Exercise brief:
Extract from the entries below, exactly as given, only the lines from the line containing "Dedup entry lifetime." to the line containing "let now = Instant::now();", both lines included.
+++ Given records
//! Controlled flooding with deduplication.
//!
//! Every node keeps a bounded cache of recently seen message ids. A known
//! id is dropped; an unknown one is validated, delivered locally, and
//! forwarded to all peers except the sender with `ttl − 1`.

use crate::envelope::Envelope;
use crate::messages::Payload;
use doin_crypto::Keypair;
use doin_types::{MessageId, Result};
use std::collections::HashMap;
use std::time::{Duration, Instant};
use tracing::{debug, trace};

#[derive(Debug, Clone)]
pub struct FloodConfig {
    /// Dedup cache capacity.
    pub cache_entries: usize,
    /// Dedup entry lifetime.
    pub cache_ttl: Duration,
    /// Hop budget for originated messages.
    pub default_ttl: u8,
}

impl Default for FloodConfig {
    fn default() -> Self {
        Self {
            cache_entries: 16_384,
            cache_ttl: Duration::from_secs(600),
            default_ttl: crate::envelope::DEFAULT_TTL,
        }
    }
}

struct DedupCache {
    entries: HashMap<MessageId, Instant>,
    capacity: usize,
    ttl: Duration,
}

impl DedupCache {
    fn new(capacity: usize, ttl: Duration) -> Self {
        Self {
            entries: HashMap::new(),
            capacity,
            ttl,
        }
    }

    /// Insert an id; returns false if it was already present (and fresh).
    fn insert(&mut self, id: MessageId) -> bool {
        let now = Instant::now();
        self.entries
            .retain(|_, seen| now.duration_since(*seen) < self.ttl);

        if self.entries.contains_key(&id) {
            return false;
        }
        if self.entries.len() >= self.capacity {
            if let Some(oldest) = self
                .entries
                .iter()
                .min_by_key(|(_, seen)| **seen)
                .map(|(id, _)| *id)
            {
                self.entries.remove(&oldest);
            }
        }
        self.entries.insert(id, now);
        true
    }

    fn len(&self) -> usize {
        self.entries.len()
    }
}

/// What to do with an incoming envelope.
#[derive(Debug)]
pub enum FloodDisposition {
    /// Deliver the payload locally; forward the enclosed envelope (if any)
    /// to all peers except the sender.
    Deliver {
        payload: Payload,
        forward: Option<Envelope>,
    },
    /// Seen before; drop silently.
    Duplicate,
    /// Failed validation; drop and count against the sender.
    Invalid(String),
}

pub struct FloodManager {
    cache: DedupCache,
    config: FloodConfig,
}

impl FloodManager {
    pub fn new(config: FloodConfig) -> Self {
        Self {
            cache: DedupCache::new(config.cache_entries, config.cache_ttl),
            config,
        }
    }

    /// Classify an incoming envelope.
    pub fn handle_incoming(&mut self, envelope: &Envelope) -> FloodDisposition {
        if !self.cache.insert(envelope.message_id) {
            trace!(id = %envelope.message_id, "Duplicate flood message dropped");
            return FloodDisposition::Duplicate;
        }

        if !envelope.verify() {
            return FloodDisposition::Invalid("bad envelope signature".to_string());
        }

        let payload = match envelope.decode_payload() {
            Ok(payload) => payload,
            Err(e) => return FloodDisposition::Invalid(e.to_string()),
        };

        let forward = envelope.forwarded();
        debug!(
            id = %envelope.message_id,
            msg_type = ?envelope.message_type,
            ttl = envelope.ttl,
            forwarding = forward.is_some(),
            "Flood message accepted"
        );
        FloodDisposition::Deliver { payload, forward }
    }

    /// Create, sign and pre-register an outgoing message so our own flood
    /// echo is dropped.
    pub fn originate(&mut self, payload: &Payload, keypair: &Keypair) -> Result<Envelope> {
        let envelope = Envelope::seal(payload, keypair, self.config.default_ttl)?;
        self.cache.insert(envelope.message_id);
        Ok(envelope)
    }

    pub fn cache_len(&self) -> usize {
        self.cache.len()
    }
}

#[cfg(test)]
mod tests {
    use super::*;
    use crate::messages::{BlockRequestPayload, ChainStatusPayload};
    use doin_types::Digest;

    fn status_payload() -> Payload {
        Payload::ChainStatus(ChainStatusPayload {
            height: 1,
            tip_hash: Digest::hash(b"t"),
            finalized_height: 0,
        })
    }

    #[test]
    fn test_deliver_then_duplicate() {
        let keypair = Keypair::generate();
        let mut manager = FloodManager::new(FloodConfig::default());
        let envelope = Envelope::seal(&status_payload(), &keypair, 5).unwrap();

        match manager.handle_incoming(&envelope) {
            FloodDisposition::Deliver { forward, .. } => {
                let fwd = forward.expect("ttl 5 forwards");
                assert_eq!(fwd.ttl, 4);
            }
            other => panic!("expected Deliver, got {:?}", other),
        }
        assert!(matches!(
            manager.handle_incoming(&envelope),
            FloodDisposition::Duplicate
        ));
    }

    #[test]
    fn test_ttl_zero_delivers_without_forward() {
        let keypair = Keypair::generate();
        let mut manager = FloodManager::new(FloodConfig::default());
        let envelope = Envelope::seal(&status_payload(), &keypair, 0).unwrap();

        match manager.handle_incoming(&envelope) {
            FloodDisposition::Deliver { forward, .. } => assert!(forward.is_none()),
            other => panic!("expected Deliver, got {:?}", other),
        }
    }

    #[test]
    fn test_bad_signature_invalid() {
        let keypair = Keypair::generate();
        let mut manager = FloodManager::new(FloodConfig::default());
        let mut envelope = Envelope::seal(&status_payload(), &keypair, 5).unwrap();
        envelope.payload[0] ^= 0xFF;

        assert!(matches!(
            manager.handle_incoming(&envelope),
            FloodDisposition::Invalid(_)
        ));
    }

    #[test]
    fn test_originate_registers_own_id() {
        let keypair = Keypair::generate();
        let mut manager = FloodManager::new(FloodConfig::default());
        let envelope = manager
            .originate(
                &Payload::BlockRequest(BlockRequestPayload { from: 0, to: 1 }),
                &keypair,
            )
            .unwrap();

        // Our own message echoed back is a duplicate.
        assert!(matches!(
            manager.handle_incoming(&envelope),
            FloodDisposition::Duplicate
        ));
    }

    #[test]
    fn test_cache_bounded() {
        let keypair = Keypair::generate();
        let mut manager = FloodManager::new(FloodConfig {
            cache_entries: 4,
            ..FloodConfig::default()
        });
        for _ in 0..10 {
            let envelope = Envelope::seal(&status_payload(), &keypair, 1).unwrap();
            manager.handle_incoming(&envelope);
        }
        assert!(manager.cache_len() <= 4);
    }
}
++++++
Response to this task:
    /// Dedup entry lifetime.
    pub cache_ttl: Duration,
    /// Hop budget for originated messages.
    pub default_ttl: u8,
}

impl Default for FloodConfig {
    fn default() -> Self {
        Self {
            cache_entries: 16_384,
            cache_ttl: Duration::from_secs(600),
            default_ttl: crate::envelope::DEFAULT_TTL,
        }
    }
}

struct DedupCache {
    entries: HashMap<MessageId, Instant>,
    capacity: usize,
    ttl: Duration,
}

impl DedupCache {
    fn new(capacity: usize, ttl: Duration) -> Self {
        Self {
            entries: HashMap::new(),
            capacity,
            ttl,
        }
    }

    /// Insert an id; returns false if it was already present (and fresh).
    fn insert(&mut self, id: MessageId) -> bool {
        let now = Instant::now();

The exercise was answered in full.